Let’s Talk About Beaks
Have you noticed what a wide variety of beaks there are in the world? Bird beaks, or bills, come in a lot of different sizes and shapes. This is not random – the shape of a bird’s bill has to do with what it eats – bird bills function as tools birds use to gather and break food down with.
Let’s compare and contrast the bills of two different kinds of birds I see frequently here in D.C.:
Ruby-throated hummingbirds, which visit this area in summer, have long, thin beaks. Their beaks look like drinking straws and they function a bit like them, too: a ruby-throated hummingbird pokes its long, straw-like beak down the middle of a flower in order to drink the nectar found inside. The hummingbird’s beak is shaped in a special way to do the specific job of nectar-drinking.
Northern cardinals, which can be found in this area all year long, have short, triangular beaks. Triangles are strong and stable and having a triangular beak helps cardinals do the tough work of cracking open shells so they can get to the edible seeds inside.

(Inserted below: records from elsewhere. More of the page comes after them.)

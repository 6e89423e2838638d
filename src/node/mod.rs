//! Persistent node kinds.
//!
//! Every aggregate the engine tracks is one of the record kinds below. A
//! node is created on first observation in the current month, mutated in
//! place, marked dirty, and persisted on swap-out or save. Kinds that key by
//! a string share a common base layout: a type flag (regular or group)
//! followed by the key, then kind-specific fields.

pub mod agent;
pub mod city;
pub mod country;
pub mod daily;
pub mod dhost;
pub mod download;
pub mod errors;
pub mod host;
pub mod hourly;
pub mod referrer;
pub mod search;
pub mod spammer;
pub mod status;
pub mod sysnode;
pub mod totals;
pub mod url;
pub mod user;
pub mod visit;

use crate::encoding::{NodeData, Reader, Writer};
use crate::error::{Error, Result};

/// Regular nodes aggregate one observed entity; group nodes aggregate
/// everything matched by a configured grouping pattern. Both share a layout.
#[derive(Debug, Clone, Copy, PartialEq, Eq)]
pub enum NodeFlag {
    Regular,
    Group,
}

impl NodeFlag {
    pub fn as_u8(self) -> u8 {
        match self {
            NodeFlag::Regular => 0,
            NodeFlag::Group => 1,
        }
    }

    pub fn from_u8(v: u8) -> Result<Self> {
        match v {
            0 => Ok(NodeFlag::Regular),
            1 => Ok(NodeFlag::Group),
            other => Err(Error::InvalidData(format!("unknown node flag {other}"))),
        }
    }

    pub fn is_group(self) -> bool {
        self == NodeFlag::Group
    }
}

impl Default for NodeFlag {
    fn default() -> Self {
        NodeFlag::Regular
    }
}

/// The fixed set of persistent record kinds. Each kind owns one primary
/// table and one sequence counter in the storage engine.
#[derive(Debug, Clone, Copy, PartialEq, Eq, Hash)]
pub enum NodeKind {
    System,
    Totals,
    Daily,
    Hourly,
    StatusCode,
    Country,
    City,
    Host,
    Visit,
    Url,
    Referrer,
    Agent,
    Search,
    User,
    Error,
    Download,
    ActiveDownload,
    DailyHost,
}

impl NodeKind {
    /// Primary table name inside the database.
    pub fn table_name(self) -> &'static str {
        match self {
            NodeKind::System => "system",
            NodeKind::Totals => "totals",
            NodeKind::Daily => "daily",
            NodeKind::Hourly => "hourly",
            NodeKind::StatusCode => "statuscodes",
            NodeKind::Country => "countries",
            NodeKind::City => "cities",
            NodeKind::Host => "hosts",
            NodeKind::Visit => "visits",
            NodeKind::Url => "urls",
            NodeKind::Referrer => "referrers",
            NodeKind::Agent => "agents",
            NodeKind::Search => "search",
            NodeKind::User => "users",
            NodeKind::Error => "errors",
            NodeKind::Download => "downloads",
            NodeKind::ActiveDownload => "active_downloads",
            NodeKind::DailyHost => "dhosts",
        }
    }

    pub fn all() -> &'static [NodeKind] {
        &[
            NodeKind::System,
            NodeKind::Totals,
            NodeKind::Daily,
            NodeKind::Hourly,
            NodeKind::StatusCode,
            NodeKind::Country,
            NodeKind::City,
            NodeKind::Host,
            NodeKind::Visit,
            NodeKind::Url,
            NodeKind::Referrer,
            NodeKind::Agent,
            NodeKind::Search,
            NodeKind::User,
            NodeKind::Error,
            NodeKind::Download,
            NodeKind::ActiveDownload,
            NodeKind::DailyHost,
        ]
    }
}

/// A record the storage engine can keep in a primary table.
pub trait StoreNode: NodeData {
    const KIND: NodeKind;

    fn node_id(&self) -> u64;

    fn set_node_id(&mut self, id: u64);

    /// Hash of the node's logical value, fed into the value index. Kinds
    /// addressed purely by id return zero and get no value index.
    fn value_hash(&self) -> u64 {
        0
    }
}

/// Shared base of string-keyed kinds: node id, type flag, and the key.
#[derive(Debug, Clone, Default, PartialEq)]
pub struct BaseNode {
    pub id: u64,
    pub flag: NodeFlag,
    pub key: String,
}

impl BaseNode {
    pub fn new(key: impl Into<String>) -> Self {
        Self {
            id: 0,
            flag: NodeFlag::Regular,
            key: key.into(),
        }
    }

    pub fn group(key: impl Into<String>) -> Self {
        Self {
            id: 0,
            flag: NodeFlag::Group,
            key: key.into(),
        }
    }

    pub fn data_size(&self) -> usize {
        1 + crate::encoding::str_size(&self.key)
    }

    pub fn pack(&self, w: &mut Writer) {
        w.put_u8(self.flag.as_u8());
        w.put_str(&self.key);
    }

    pub fn unpack(r: &mut Reader) -> Result<Self> {
        let flag = NodeFlag::from_u8(r.get_u8()?)?;
        let key = r.get_str()?;
        Ok(Self { id: 0, flag, key })
    }
}

/// Reads the type flag of an encoded string-keyed record without decoding.
pub fn record_flag(buf: &[u8]) -> Result<NodeFlag> {
    let mut r = Reader::new(buf);
    r.skip(crate::encoding::NODE_HDR_SIZE)?;
    NodeFlag::from_u8(r.get_u8()?)
}

/// Positions a reader past the header and base fields of an encoded
/// string-keyed record, for field-offset extraction.
pub fn skip_base(buf: &[u8]) -> Result<Reader<'_>> {
    let mut r = Reader::new(buf);
    r.skip(crate::encoding::NODE_HDR_SIZE)?;
    r.skip(1)?;
    r.skip_str()?;
    Ok(r)
}

#[cfg(test)]
mod tests {
    use super::*;
    use crate::encoding::Writer;

    #[test]
    fn test_base_node_round_trip() {
        let base = BaseNode::group("www.example.com");
        let mut w = Writer::new();
        base.pack(&mut w);
        let buf = w.into_vec();
        assert_eq!(buf.len(), base.data_size());

        let back = BaseNode::unpack(&mut Reader::new(&buf)).unwrap();
        assert_eq!(back.flag, NodeFlag::Group);
        assert_eq!(back.key, "www.example.com");
    }

    #[test]
    fn test_bad_flag_rejected() {
        assert!(NodeFlag::from_u8(7).is_err());
    }

    #[test]
    fn test_table_names_unique() {
        let mut names: Vec<_> = NodeKind::all().iter().map(|k| k.table_name()).collect();
        names.sort();
        names.dedup();
        assert_eq!(names.len(), NodeKind::all().len());
    }
}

Again, the cardinal’s specific beak shape is ideally suited for the job it needs to do.
For a deeper dive into this topic, check out this thirteen-minute video from Cornell University’s Naturalist Outreach called Bird Feeding Adaptations: How Beaks are Adapted to What Birds Eat. The video is substantive and worth watching, even if a teeny bit glitchy (the screen goes dark a few times and you may wonder if the video cut off prematurely. It did not. Just keep watching).
I also wanted to share the link to a post from Maine Birds, a blog I love, entitled Bills as Tools: Specialized versus Generalized. The post discusses crossed-billed birds, such as the red crossbill, who specialize in harvesting the seeds in pinecones. It is fascinating. I have never seen a crossed-bill in real life and am now absolutely dying to!